UNFI started fiscal 2025 with a solid operating setup, delivering revenue growth of 4.2% in Q1 (USD 7.871B) led by wholesale volume gains of roughly 2%. Management attributes the topline strength to the strength of its large 30,000-store customer base, continued growth in natural/organic and multicultural segments, and an expanding value-added services proposition. Adjusted EBITDA rose about 15% year over year to approximately USD 134 million, marking the fifth consecutive quarter of sequential EBITDA improvements, reflecting ongoing efficiency gains and cost-control efforts under the Lean program. Net income remained negative at USD -21 million, with an EPS of -0.35, driven by working capital movements and near-term cost timing. Free cash flow remained negative at USD -159 million, pressured by inventory management and working capital dynamics, though the company reiterated its plan to deleverage and improve free cash flow over the remainder of fiscal 2025.
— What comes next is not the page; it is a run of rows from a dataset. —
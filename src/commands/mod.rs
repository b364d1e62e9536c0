//! CLI command handlers.
//!
//! - `init` - Full boot attempt (also what runs as PID 1)
//! - `check` - Run the health checks only and print the report
//! - `show` - Display information

pub mod check;
pub mod init;
pub mod show;

pub use check::cmd_check;
pub use init::cmd_init;
pub use show::cmd_show;

use anyhow::{Context, Result};
use tokio::runtime::{Builder, Runtime};

/// Single-threaded runtime; checks run one at a time and the probing blink
/// is the only other task.
pub fn runtime() -> Result<Runtime> {
    Builder::new_current_thread()
        .enable_all()
        .build()
        .context("Failed to start async runtime")
}
//! Check result types and the per-attempt diagnostic report.

use serde::Serialize;
use std::time::Duration;

/// How much a failing check matters.
#[derive(Debug, Clone, Copy, PartialEq, Eq, Serialize)]
#[serde(rename_all = "lowercase")]
pub enum Severity {
    /// A failure blocks the handoff.
    Critical,
    /// A failure is reported but boot still proceeds.
    Warning,
}

#[derive(Debug, Clone, Copy, PartialEq, Eq, Serialize)]
#[serde(rename_all = "lowercase")]
pub enum Verdict {
    Pass,
    Fail,
}

/// Result of a single hardware check.
#[derive(Debug, Clone, PartialEq, Eq, Serialize)]
pub struct CheckResult {
    pub id: String,
    pub severity: Severity,
    pub verdict: Verdict,
    pub message: String,
    /// The probe never answered. Always paired with `Verdict::Fail`.
    pub timed_out: bool,
}

impl CheckResult {
    pub fn pass(id: &str, severity: Severity, message: &str) -> Self {
        Self {
            id: id.to_string(),
            severity,
            verdict: Verdict::Pass,
            message: message.to_string(),
            timed_out: false,
        }
    }

    pub fn fail(id: &str, severity: Severity, message: &str) -> Self {
        Self {
            id: id.to_string(),
            severity,
            verdict: Verdict::Fail,
            message: message.to_string(),
            timed_out: false,
        }
    }

    pub fn timeout(id: &str, severity: Severity, limit: Duration) -> Self {
        Self {
            id: id.to_string(),
            severity,
            verdict: Verdict::Fail,
            message: format!("TIMEOUT after {}ms (no response from probe)", limit.as_millis()),
            timed_out: true,
        }
    }

    pub fn passed(&self) -> bool {
        self.verdict == Verdict::Pass
    }

    /// Critical-severity failure.
    pub fn is_critical_failure(&self) -> bool {
        self.verdict == Verdict::Fail && self.severity == Severity::Critical
    }

    /// Warning-severity failure.
    pub fn is_warning_failure(&self) -> bool {
        self.verdict == Verdict::Fail && self.severity == Severity::Warning
    }

    /// Log tag for this result: `OK`, `WARN` or `FAIL`.
    pub fn tag(&self) -> &'static str {
        match (self.verdict, self.severity) {
            (Verdict::Pass, _) => "OK",
            (Verdict::Fail, Severity::Warning) => "WARN",
            (Verdict::Fail, Severity::Critical) => "FAIL",
        }
    }
}

/// Tallies derived from a report.
#[derive(Debug, Clone, Copy, Default, PartialEq, Eq, Serialize)]
pub struct Counts {
    pub passed: usize,
    /// Warning-severity failures.
    pub warned: usize,
    /// Critical-severity failures.
    pub failed: usize,
}

/// Results of one boot attempt's checks, in execution order.
#[derive(Debug, Clone, Default, Serialize)]
pub struct DiagnosticReport {
    pub results: Vec<CheckResult>,
}

impl DiagnosticReport {
    pub fn new() -> Self {
        Self::default()
    }

    pub fn push(&mut self, result: CheckResult) {
        self.results.push(result);
    }

    pub fn counts(&self) -> Counts {
        let mut counts = Counts::default();
        for result in &self.results {
            if result.passed() {
                counts.passed += 1;
            } else if result.is_critical_failure() {
                counts.failed += 1;
            } else {
                counts.warned += 1;
            }
        }
        counts
    }

    /// Results that did not pass, in execution order.
    pub fn problems(&self) -> impl Iterator<Item = &CheckResult> {
        self.results.iter().filter(|r| !r.passed())
    }

    /// Print the report to stdout.
    pub fn print(&self) {
        println!("=== Boot Health Check Results ===\n");

        for result in &self.results {
            let icon = match result.tag() {
                "OK" => "✓",
                "WARN" => "⚠",
                _ => "✗",
            };
            println!("  {} [{}] {}: {}", icon, result.tag(), result.id, result.message);
        }

        let counts = self.counts();
        println!();
        println!("Summary: {}/{} passed", counts.passed, self.results.len());
        if counts.failed > 0 {
            println!("         {} critical failure(s) - boot will be refused", counts.failed);
        }
        if counts.warned > 0 {
            println!("         {} warning(s)", counts.warned);
        }
    }
}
Management raised its full-year outlook across most financial metrics (except capital spending), signaling confidence in the multi-year program: net sales guidance lifted to USD 30.6-31.0 billion; adjusted EBITDA guidance raised to USD 530-580 million; adjusted EPS guidance increased to USD 0.40-0.80; and full-year free cash flow expected to be > USD 100 million. The firm also outlined concrete operating actions—DC closures and realignment, lean daily management pilots in two DCs, decentralization of procurement, and enhanced supplier go-to-market programs—that are intended to accelerate service levels, reduce waste, and expand margin opportunities. While leverage remains elevated at around 4.2x net debt to EBITDA, UNFI views the current trajectory as consistent with deleveraging goals toward roughly 2.5x by 2027, supported by additional asset-light opportunities and potential real estate monetization from closed DCs.
Investor takeaway: UNFI appears to be on a measured turnaround path anchored by volume-led growth in wholesale, a rapid rollout of lean practices, and a disciplined plan to monetize underutilized assets while returning leverage toward its target range. The key risk remains macro consumer demand, supply chain volatility, and the pace at which margin and cash flow benefits materialize, particularly given the near-term negative free cash flow and ongoing working capital needs. Nevertheless, the company’s progress on efficiency, value-added services, and strategic asset optimization provides a constructive basis for longer-term upside if the pace of deleveraging and revenue mix transformation accelerates.